-- Problem to work on --
The answer must be every line of the records below that contains the word "payloads".

··· Record excerpts ···

//! Wire types for EventStreams payloads.
//!
//! Field names follow the upstream JSON exactly. Decoding is lenient in the
//! same way the feed's producers expect: absent fields and explicit `null`s
//! take their zero value, unknown fields are ignored. Structured values must
//! still be JSON objects; arrays are never read positionally.

use serde::de::{self, DeserializeOwned};
use serde::{Deserialize, Deserializer, Serialize};
use serde_json::{Map, Value};

/// Attributes common to every event, found under the `meta` key.
#[derive(Debug, Clone, Default, PartialEq, Eq, Serialize, Deserialize)]
#[serde(default)]
pub struct Metadata {
    /// Domain of the wiki the event originated from, e.g. "en.wikipedia.org"
    #[serde(deserialize_with = "null_as_default")]
    pub domain: String,
    /// ISO 8601 event time; pass it to `resume_since` after a reconnect
    #[serde(deserialize_with = "null_as_default")]
    pub dt: String,
    #[serde(deserialize_with = "null_as_default")]
    pub id: String,
    #[serde(deserialize_with = "null_as_default")]
    pub request_id: String,
    /// Identifies the payload shape and version
    #[serde(deserialize_with = "null_as_default")]
    pub schema_uri: String,
    #[serde(deserialize_with = "null_as_default")]
    pub topic: String,
    #[serde(deserialize_with = "null_as_default")]
    pub uri: String,
    #[serde(deserialize_with = "null_as_default")]
    pub partition: u64,
    #[serde(deserialize_with = "null_as_default")]
    pub offset: u64,
}

/// Gives uniform access to the metadata header every event type carries.
pub trait HasMetadata {
    fn meta(&self) -> &Metadata;
}

/// Base event: metadata only. Useful for feeds whose body is not needed.
#[derive(Debug, Clone, Default, PartialEq, Eq, Serialize, Deserialize)]
#[serde(default)]
pub struct Event {
    #[serde(deserialize_with = "object_or_null")]
    pub meta: Metadata,
}

impl HasMetadata for Event {
    fn meta(&self) -> &Metadata {
        &self.meta
    }
}

/// A before/after pair, used for page length and revision ids.
#[derive(Debug, Clone, Copy, Default, PartialEq, Eq, Serialize, Deserialize)]
#[serde(default)]
pub struct NewOld {
    #[serde(deserialize_with = "null_as_default")]
    pub new: i64,
    #[serde(deserialize_with = "null_as_default")]
    pub old: i64,
}

/// One entry of the `recentchange` feed: edits, page creations, log actions.
#[derive(Debug, Clone, Default, PartialEq, Eq, Serialize, Deserialize)]
#[serde(default)]
pub struct RecentChangesEvent {
    #[serde(deserialize_with = "object_or_null")]
    pub meta: Metadata,
    #[serde(deserialize_with = "null_as_default")]
    pub bot: bool,
    #[serde(deserialize_with = "null_as_default")]
    pub comment: String,
    /// Page length in bytes before and after the change
    #[serde(deserialize_with = "object_or_null")]
    pub length: NewOld,
    #[serde(deserialize_with = "null_as_default")]
    pub minor: bool,
    #[serde(deserialize_with = "null_as_default")]
    pub namespace: i64,
    #[serde(deserialize_with = "null_as_default")]
    pub title: String,
    #[serde(deserialize_with = "null_as_default")]
    pub patrolled: bool,
    #[serde(deserialize_with = "object_or_null")]
    pub revision: NewOld,
    #[serde(deserialize_with = "null_as_default")]
    pub server_name: String,
    /// Unix seconds
    #[serde(deserialize_with = "null_as_default")]
    pub timestamp: i64,
    /// "edit" | "new" | "log" | "categorize" | "external"
    #[serde(rename = "type", deserialize_with = "null_as_default")]
    pub kind: String,
    #[serde(deserialize_with = "null_as_default")]
    pub log_type: String,
    #[serde(deserialize_with = "null_as_default")]
    pub user: String,
    #[serde(deserialize_with = "null_as_default")]
    pub wiki: String,
}

impl HasMetadata for RecentChangesEvent {
    fn meta(&self) -> &Metadata {
        &self.meta
    }
}

impl RecentChangesEvent {
    /// Page length delta in bytes (positive for additions).
    pub fn length_delta(&self) -> i64 {
        self.length.new - self.length.old
    }
}

/// Decode `payload` as `T`, requiring a JSON object at the top level.
pub fn from_object_slice<T: DeserializeOwned>(payload: &[u8]) -> Result<T, serde_json::Error> {
    let object: Map<String, Value> = serde_json::from_slice(payload)?;
    T::deserialize(Value::Object(object))
}

fn object_or_null<'de, D, T>(deserializer: D) -> Result<T, D::Error>
where
    D: Deserializer<'de>,
    T: Default + DeserializeOwned,
{
    match Option::<Map<String, Value>>::deserialize(deserializer)? {
        Some(object) => T::deserialize(Value::Object(object)).map_err(de::Error::custom),
        None => Ok(T::default()),
    }
}

fn null_as_default<'de, D, T>(deserializer: D) -> Result<T, D::Error>
where
    D: Deserializer<'de>,
    T: Default + Deserialize<'de>,
{
    Ok(Option::<T>::deserialize(deserializer)?.unwrap_or_default())
}

#[cfg(test)]
mod tests {
    use super::*;

    const EDIT: &str = r#"{
        "$schema": "/mediawiki/recentchange/1.0.0",
        "meta": {
            "uri": "https://en.wikipedia.org/wiki/Rust_(programming_language)",
            "request_id": "c0ffee00-1234-4abc-9def-000000000001",
            "id": "7d8b2f4e-0000-4000-8000-000000000002",
            "dt": "2023-01-01T00:00:05Z",
            "domain": "en.wikipedia.org",
            "schema_uri": "mediawiki/recentchange/2",
            "topic": "eqiad.mediawiki.recentchange",
            "partition": 0,
            "offset": 4477042411
        },
        "id": 1584783457,
        "type": "edit",
        "namespace": 0,
        "title": "Rust (programming language)",
        "comment": "/* History */ copyedit",
        "timestamp": 1672531205,
        "user": "ExampleUser",
        "bot": false,
        "minor": true,
        "patrolled": true,
        "length": {"old": 120345, "new": 120398},
        "revision": {"old": 1130000000, "new": 1130000001},
        "server_url": "https://en.wikipedia.org",
        "server_name": "en.wikipedia.org",
        "server_script_path": "/w",
        "wiki": "enwiki",
        "parsedcomment": "copyedit"
    }"#;

    #[test]
    fn decode_edit_event() {
        let ev: RecentChangesEvent = serde_json::from_str(EDIT).unwrap();
        assert_eq!(ev.meta.domain, "en.wikipedia.org");
        assert_eq!(ev.meta.dt, "2023-01-01T00:00:05Z");
        assert_eq!(ev.meta.schema_uri, "mediawiki/recentchange/2");
        assert_eq!(ev.meta.offset, 4_477_042_411);
        assert_eq!(ev.kind, "edit");
        assert_eq!(ev.title, "Rust (programming language)");
        assert_eq!(ev.length, NewOld { new: 120398, old: 120345 });
        assert_eq!(ev.length_delta(), 53);
        assert_eq!(ev.revision.new, 1_130_000_001);
        assert_eq!(ev.server_name, "en.wikipedia.org");
        assert_eq!(ev.wiki, "enwiki");
        assert!(ev.minor && ev.patrolled && !ev.bot);
        assert_eq!(ev.log_type, "");
    }

    #[test]
    fn missing_and_null_fields_take_zero_values() {
        let json = r#"{
            "meta": {"domain": "commons.wikimedia.org", "schema_uri": "mediawiki/recentchange/2", "partition": null},
            "type": "log",
            "log_type": "upload",
            "comment": null,
            "length": null
        }"#;
        let ev: RecentChangesEvent = serde_json::from_str(json).unwrap();
        assert_eq!(ev.kind, "log");
        assert_eq!(ev.log_type, "upload");
        assert_eq!(ev.comment, "");
        assert_eq!(ev.length, NewOld::default());
        assert_eq!(ev.revision, NewOld::default());
        assert_eq!(ev.meta.partition, 0);
    }

    #[test]
    fn type_mismatch_is_a_decode_error() {
        let json = r#"{"meta": {"domain": "x"}, "namespace": "zero"}"#;
        assert!(serde_json::from_str::<RecentChangesEvent>(json).is_err());
    }

    #[test]
    fn top_level_must_be_an_object() {
        let payloads: [&[u8]; 5] = [b"[]", b"42", b"\"edit\"", b"null", br#"[{"domain":"x"}, true, "hi"]"#];
        for payload in payloads {
            assert!(
                from_object_slice::<RecentChangesEvent>(payload).is_err(),
                "accepted {}",
                String::from_utf8_lossy(payload)
            );
        }
        let ev: RecentChangesEvent = from_object_slice(EDIT.as_bytes()).unwrap();
        assert_eq!(ev.meta.offset, 4_477_042_411);
    }

    #[test]
    fn nested_values_must_be_objects() {
        let cases = [
            r#"{"meta": ["en.wikipedia.org", "2023-01-01T00:00:00Z"]}"#,
            r#"{"meta": {"schema_uri": "mediawiki/recentchange/2"}, "length": [15, 10]}"#,
            r#"{"meta": {"schema_uri": "mediawiki/recentchange/2"}, "revision": [101, 100]}"#,
        ];
        for json in cases {
            assert!(serde_json::from_str::<RecentChangesEvent>(json).is_err(), "accepted {json}");
        }
        assert!(serde_json::from_str::<Event>(r#"{"meta": []}"#).is_err());
    }

    #[test]
    fn base_event_reads_metadata_only() {
        let ev: Event = serde_json::from_str(EDIT).unwrap();
        assert_eq!(ev.meta().topic, "eqiad.mediawiki.recentchange");
    }

    #[test]
    fn serializes_with_upstream_field_names() {
        let ev: RecentChangesEvent = serde_json::from_str(EDIT).unwrap();
        let v = serde_json::to_value(&ev).unwrap();
        assert_eq!(v["type"], "edit");
        assert_eq!(v["meta"]["schema_uri"], "mediawiki/recentchange/2");
        assert_eq!(v["revision"]["new"], 1_130_000_001i64);
    }
}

···

-- Result --
//! Wire types for EventStreams payloads.
        let payloads: [&[u8]; 5] = [b"[]", b"42", b"\"edit\"", b"null", br#"[{"domain":"x"}, true, "hi"]"#];
        for payload in payloads {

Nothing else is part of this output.